The required answer is a copy of each line in the entries below that includes "MemoryApi".

[[ SUPPLIED ENTRIES, beginning ]]

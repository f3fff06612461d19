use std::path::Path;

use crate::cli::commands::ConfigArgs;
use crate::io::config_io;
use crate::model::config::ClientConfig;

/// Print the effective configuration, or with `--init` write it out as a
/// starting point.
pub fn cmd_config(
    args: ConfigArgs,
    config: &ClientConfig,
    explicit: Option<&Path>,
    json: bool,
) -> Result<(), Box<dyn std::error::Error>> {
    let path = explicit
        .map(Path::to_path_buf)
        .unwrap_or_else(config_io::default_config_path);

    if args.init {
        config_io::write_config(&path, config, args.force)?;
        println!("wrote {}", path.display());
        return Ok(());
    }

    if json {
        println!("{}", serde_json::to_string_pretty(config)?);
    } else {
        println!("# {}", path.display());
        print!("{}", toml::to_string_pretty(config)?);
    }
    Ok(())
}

[[ SUPPLIED ENTRIES, end ]]
[[ SUPPLIED ENTRIES, beginning ]]

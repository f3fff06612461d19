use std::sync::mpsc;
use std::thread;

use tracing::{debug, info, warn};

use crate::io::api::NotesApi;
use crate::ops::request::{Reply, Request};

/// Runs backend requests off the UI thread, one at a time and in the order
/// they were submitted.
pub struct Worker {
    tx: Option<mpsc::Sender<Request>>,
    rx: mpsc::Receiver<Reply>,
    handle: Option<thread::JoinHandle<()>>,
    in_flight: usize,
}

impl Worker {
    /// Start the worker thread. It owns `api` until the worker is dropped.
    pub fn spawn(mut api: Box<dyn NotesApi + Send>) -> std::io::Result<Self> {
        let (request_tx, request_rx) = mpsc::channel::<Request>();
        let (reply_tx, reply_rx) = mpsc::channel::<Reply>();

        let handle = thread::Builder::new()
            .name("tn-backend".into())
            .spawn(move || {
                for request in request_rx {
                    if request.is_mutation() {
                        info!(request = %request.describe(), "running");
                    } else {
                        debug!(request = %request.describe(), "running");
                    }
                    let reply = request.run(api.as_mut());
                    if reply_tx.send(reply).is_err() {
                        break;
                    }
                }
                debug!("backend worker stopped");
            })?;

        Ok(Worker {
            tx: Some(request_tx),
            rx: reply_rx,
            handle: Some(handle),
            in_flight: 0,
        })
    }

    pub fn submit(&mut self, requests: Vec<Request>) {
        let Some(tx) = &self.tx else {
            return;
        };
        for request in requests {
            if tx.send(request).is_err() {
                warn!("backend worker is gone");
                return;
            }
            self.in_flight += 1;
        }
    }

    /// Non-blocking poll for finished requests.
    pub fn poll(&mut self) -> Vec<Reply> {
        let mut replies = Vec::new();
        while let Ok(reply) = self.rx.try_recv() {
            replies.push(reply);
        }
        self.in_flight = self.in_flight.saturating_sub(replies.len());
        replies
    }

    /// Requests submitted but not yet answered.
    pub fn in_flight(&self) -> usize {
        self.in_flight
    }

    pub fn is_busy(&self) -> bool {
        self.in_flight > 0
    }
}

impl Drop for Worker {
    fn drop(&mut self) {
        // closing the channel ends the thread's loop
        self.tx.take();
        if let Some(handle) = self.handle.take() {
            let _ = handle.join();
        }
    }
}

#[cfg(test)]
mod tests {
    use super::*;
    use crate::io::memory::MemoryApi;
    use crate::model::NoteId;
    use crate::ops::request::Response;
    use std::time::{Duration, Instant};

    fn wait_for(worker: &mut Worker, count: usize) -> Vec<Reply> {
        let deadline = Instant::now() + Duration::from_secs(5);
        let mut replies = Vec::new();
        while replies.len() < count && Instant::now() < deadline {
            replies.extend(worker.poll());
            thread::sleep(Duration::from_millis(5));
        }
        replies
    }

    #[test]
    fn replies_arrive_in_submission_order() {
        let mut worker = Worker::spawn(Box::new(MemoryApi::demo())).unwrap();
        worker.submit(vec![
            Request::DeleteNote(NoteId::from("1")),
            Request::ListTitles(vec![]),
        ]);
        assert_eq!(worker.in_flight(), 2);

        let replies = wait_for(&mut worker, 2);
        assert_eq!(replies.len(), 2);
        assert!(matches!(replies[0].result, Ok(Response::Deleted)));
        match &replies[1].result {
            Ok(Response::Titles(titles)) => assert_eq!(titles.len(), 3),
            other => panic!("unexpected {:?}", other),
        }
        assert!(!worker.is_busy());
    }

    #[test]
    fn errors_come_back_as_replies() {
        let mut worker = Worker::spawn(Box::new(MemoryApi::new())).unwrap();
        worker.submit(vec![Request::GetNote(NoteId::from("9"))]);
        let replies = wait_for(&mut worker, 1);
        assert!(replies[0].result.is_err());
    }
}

[[ SUPPLIED ENTRIES, end ]]
[[ SUPPLIED ENTRIES, beginning ]]

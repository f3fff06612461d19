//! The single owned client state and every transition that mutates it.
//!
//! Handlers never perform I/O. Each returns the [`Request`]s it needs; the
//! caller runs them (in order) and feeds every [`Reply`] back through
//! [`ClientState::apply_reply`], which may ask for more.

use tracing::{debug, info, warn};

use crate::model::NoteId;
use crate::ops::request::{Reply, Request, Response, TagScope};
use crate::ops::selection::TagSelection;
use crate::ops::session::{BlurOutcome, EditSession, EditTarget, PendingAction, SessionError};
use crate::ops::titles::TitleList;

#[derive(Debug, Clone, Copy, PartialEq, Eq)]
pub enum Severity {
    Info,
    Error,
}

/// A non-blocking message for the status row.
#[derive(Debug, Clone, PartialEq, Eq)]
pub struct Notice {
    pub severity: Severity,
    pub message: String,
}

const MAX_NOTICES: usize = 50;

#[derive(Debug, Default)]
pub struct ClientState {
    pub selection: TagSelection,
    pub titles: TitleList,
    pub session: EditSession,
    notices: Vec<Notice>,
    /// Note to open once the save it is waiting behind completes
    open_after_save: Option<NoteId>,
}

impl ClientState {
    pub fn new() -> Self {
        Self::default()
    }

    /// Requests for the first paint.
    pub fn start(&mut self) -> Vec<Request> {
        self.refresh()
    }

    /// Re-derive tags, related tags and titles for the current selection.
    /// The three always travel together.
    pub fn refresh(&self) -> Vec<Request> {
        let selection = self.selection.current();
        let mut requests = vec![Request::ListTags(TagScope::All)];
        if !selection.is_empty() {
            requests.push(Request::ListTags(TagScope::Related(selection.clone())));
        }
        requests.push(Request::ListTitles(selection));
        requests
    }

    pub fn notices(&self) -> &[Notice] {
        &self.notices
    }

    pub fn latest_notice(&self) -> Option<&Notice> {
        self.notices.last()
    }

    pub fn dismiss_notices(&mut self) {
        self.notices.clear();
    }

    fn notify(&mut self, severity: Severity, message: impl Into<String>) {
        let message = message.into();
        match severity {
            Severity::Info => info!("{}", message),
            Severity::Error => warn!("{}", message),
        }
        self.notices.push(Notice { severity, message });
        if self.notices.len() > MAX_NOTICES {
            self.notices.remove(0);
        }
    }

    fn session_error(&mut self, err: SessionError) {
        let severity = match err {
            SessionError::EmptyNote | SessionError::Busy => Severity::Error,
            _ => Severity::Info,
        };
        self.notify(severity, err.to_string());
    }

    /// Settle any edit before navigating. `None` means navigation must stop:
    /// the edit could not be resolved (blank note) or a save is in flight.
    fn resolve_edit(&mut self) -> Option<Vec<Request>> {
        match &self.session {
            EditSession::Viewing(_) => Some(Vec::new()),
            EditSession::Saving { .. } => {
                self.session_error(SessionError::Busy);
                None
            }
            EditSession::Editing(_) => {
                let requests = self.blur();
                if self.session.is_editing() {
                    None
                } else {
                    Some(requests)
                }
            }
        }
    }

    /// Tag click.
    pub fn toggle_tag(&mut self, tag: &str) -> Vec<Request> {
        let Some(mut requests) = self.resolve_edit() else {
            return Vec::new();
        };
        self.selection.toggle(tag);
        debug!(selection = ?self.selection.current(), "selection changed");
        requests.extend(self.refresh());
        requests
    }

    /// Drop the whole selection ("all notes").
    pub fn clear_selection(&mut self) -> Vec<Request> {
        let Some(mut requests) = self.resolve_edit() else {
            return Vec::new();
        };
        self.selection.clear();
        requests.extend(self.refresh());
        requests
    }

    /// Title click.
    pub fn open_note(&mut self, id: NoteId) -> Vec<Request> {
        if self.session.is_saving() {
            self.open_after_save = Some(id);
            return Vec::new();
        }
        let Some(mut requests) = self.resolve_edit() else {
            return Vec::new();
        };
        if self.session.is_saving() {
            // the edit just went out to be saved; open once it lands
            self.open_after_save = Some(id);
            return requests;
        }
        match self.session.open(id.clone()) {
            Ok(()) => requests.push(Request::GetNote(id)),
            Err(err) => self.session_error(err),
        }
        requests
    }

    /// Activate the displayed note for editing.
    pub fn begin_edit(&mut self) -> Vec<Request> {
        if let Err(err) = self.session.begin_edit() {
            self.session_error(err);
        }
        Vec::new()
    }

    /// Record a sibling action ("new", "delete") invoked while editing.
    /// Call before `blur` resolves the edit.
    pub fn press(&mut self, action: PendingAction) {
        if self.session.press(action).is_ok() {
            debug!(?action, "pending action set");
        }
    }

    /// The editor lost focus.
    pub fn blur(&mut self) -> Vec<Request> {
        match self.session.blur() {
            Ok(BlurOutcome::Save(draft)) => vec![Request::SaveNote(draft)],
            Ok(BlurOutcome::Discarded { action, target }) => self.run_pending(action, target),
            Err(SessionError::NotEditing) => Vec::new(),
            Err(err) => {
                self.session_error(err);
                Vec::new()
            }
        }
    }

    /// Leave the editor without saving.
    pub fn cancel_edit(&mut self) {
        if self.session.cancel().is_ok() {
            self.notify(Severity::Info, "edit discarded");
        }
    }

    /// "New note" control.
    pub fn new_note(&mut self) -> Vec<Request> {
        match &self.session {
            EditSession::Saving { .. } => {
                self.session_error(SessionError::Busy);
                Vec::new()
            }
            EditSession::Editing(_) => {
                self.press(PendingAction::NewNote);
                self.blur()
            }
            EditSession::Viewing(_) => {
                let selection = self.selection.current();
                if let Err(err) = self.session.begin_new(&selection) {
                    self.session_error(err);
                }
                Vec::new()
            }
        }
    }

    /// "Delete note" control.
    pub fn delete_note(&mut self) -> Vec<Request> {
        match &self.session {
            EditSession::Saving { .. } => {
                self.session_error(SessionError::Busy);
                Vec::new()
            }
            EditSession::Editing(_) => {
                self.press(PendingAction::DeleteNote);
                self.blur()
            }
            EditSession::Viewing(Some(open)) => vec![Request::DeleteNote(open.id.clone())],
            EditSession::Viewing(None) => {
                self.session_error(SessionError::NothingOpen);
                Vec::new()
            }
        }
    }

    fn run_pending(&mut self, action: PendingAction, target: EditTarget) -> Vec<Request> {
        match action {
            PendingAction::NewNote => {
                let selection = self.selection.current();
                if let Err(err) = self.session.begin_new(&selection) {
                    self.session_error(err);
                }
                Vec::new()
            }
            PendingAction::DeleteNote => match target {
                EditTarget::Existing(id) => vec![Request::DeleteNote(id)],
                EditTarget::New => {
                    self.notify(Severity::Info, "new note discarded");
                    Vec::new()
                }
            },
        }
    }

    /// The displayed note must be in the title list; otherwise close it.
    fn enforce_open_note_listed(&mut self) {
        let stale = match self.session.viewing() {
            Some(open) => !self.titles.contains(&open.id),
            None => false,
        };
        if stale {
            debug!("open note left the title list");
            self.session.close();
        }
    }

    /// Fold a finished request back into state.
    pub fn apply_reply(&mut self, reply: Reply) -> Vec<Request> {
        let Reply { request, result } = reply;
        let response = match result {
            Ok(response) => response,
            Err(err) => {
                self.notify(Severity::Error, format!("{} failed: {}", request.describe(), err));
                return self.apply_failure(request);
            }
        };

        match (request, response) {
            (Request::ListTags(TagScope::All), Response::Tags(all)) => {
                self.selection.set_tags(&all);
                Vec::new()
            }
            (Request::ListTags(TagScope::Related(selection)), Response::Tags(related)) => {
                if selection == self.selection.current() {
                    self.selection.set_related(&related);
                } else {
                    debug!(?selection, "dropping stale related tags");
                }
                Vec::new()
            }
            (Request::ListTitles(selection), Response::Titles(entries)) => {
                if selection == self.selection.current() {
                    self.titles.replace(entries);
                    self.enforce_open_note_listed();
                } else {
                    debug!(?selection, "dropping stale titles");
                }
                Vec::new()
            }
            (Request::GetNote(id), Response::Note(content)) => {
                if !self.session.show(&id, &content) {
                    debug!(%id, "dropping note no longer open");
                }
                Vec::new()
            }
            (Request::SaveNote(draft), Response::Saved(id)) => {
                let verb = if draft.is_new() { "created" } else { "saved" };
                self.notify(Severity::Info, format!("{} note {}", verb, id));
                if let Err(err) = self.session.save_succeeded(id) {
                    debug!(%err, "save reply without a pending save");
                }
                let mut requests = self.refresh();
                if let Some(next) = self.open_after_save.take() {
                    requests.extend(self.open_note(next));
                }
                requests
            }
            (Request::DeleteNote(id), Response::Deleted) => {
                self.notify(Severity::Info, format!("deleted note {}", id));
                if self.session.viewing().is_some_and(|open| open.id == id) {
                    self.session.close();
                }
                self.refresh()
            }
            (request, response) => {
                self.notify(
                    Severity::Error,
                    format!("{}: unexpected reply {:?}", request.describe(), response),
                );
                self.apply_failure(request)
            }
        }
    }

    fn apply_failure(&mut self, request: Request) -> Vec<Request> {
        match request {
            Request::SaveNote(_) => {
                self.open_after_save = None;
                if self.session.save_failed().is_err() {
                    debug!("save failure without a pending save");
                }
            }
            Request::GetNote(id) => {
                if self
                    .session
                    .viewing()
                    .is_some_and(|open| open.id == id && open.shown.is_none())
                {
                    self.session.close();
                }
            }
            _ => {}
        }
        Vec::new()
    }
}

[[ SUPPLIED ENTRIES, end ]]

§ **ANSWER BOX**:
    use crate::io::memory::MemoryApi;
        let mut worker = Worker::spawn(Box::new(MemoryApi::demo())).unwrap();
        let mut worker = Worker::spawn(Box::new(MemoryApi::new())).unwrap();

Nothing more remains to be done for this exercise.